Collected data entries
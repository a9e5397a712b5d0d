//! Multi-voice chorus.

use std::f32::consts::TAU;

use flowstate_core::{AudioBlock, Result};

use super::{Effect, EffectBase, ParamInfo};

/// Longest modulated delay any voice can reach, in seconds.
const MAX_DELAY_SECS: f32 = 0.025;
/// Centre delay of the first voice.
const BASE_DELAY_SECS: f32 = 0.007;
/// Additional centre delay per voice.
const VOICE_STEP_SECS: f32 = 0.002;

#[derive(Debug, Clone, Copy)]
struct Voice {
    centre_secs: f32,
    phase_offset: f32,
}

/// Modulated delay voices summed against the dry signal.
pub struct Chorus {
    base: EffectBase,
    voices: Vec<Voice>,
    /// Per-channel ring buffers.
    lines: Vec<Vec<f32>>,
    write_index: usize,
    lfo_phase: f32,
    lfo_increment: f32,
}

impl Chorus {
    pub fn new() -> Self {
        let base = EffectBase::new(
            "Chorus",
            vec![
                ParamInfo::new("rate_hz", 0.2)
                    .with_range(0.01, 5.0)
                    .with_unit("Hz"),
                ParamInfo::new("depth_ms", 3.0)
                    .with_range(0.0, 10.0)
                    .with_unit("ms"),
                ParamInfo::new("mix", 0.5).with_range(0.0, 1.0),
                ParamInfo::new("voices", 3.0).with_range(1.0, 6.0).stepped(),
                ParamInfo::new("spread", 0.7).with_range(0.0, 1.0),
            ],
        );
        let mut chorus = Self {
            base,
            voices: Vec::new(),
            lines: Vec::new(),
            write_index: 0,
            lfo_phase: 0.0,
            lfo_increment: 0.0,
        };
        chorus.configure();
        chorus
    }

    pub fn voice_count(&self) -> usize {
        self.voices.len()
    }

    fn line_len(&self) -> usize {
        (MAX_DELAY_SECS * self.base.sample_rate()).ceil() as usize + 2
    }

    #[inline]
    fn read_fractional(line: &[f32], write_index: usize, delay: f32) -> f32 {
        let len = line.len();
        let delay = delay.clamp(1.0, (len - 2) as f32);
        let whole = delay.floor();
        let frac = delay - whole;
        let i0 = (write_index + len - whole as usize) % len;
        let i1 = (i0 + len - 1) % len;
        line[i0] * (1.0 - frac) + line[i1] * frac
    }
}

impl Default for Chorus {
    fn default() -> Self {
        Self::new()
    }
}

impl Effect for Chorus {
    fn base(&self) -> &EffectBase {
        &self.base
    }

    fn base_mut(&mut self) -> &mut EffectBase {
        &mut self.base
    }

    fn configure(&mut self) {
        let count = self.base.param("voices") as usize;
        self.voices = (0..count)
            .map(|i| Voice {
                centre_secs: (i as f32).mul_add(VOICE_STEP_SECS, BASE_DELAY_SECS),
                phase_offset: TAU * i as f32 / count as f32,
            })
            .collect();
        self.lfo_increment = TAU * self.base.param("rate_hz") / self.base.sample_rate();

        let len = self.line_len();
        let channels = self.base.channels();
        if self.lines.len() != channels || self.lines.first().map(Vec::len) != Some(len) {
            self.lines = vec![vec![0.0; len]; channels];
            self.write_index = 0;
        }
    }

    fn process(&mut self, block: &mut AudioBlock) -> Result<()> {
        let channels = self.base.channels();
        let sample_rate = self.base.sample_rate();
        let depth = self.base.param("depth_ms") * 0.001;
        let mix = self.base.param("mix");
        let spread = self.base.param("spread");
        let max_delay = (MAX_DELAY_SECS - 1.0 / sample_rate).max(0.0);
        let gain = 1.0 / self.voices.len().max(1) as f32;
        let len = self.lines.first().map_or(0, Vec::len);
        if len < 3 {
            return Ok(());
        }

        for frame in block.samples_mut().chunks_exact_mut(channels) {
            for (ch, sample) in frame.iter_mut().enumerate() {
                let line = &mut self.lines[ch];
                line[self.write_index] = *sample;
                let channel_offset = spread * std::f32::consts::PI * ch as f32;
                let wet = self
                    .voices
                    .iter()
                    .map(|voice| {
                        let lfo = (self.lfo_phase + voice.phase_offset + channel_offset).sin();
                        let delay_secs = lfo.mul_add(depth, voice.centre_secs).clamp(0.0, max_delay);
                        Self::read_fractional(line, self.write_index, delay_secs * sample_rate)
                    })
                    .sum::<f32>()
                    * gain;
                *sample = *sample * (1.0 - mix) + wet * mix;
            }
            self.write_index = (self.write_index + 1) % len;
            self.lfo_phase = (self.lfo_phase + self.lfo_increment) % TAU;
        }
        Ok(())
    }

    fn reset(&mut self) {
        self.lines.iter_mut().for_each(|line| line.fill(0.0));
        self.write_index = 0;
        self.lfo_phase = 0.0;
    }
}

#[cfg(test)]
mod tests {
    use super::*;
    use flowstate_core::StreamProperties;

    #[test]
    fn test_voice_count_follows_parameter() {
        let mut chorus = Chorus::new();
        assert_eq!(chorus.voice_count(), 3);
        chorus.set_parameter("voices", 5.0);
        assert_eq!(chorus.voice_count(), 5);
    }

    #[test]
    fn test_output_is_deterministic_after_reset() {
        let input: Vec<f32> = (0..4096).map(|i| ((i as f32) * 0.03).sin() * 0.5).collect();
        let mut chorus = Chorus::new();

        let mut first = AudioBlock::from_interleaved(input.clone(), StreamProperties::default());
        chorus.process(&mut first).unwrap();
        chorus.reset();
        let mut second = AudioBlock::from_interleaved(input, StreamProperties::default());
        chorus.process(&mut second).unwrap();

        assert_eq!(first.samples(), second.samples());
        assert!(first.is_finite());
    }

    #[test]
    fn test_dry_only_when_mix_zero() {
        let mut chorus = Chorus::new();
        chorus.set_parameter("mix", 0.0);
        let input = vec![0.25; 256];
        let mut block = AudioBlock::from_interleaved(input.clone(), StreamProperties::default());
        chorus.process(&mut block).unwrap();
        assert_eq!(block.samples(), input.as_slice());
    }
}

...

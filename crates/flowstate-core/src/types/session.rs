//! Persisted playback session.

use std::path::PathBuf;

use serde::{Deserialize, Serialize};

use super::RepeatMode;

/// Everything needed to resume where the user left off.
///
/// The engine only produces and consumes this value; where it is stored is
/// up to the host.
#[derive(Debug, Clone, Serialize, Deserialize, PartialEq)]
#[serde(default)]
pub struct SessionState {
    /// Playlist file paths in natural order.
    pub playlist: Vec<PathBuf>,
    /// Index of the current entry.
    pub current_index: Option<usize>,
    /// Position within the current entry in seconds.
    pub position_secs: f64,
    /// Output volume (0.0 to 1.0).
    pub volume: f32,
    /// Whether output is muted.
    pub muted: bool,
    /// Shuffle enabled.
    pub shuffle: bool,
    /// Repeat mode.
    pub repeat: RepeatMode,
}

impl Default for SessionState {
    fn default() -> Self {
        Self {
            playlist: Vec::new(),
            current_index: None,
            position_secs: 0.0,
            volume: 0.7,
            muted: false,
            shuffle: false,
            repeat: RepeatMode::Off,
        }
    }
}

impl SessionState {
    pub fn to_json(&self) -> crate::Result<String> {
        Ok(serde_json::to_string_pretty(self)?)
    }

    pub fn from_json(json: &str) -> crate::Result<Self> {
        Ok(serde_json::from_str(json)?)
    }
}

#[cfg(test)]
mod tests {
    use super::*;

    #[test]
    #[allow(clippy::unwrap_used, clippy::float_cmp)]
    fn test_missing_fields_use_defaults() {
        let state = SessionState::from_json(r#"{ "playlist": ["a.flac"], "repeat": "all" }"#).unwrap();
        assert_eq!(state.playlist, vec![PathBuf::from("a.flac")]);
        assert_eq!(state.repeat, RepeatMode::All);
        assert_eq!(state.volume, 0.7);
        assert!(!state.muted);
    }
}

## WORK ORDER
Looking at the records above, return exactly the lines from the line with "use std::path::PathBuf;" to the line with "in natural order.", both ends included.

## TASK OUTPUT
use std::path::PathBuf;

use serde::{Deserialize, Serialize};

use super::RepeatMode;

/// Everything needed to resume where the user left off.
///
/// The engine only produces and consumes this value; where it is stored is
/// up to the host.
#[derive(Debug, Clone, Serialize, Deserialize, PartialEq)]
#[serde(default)]
pub struct SessionState {
    /// Playlist file paths in natural order.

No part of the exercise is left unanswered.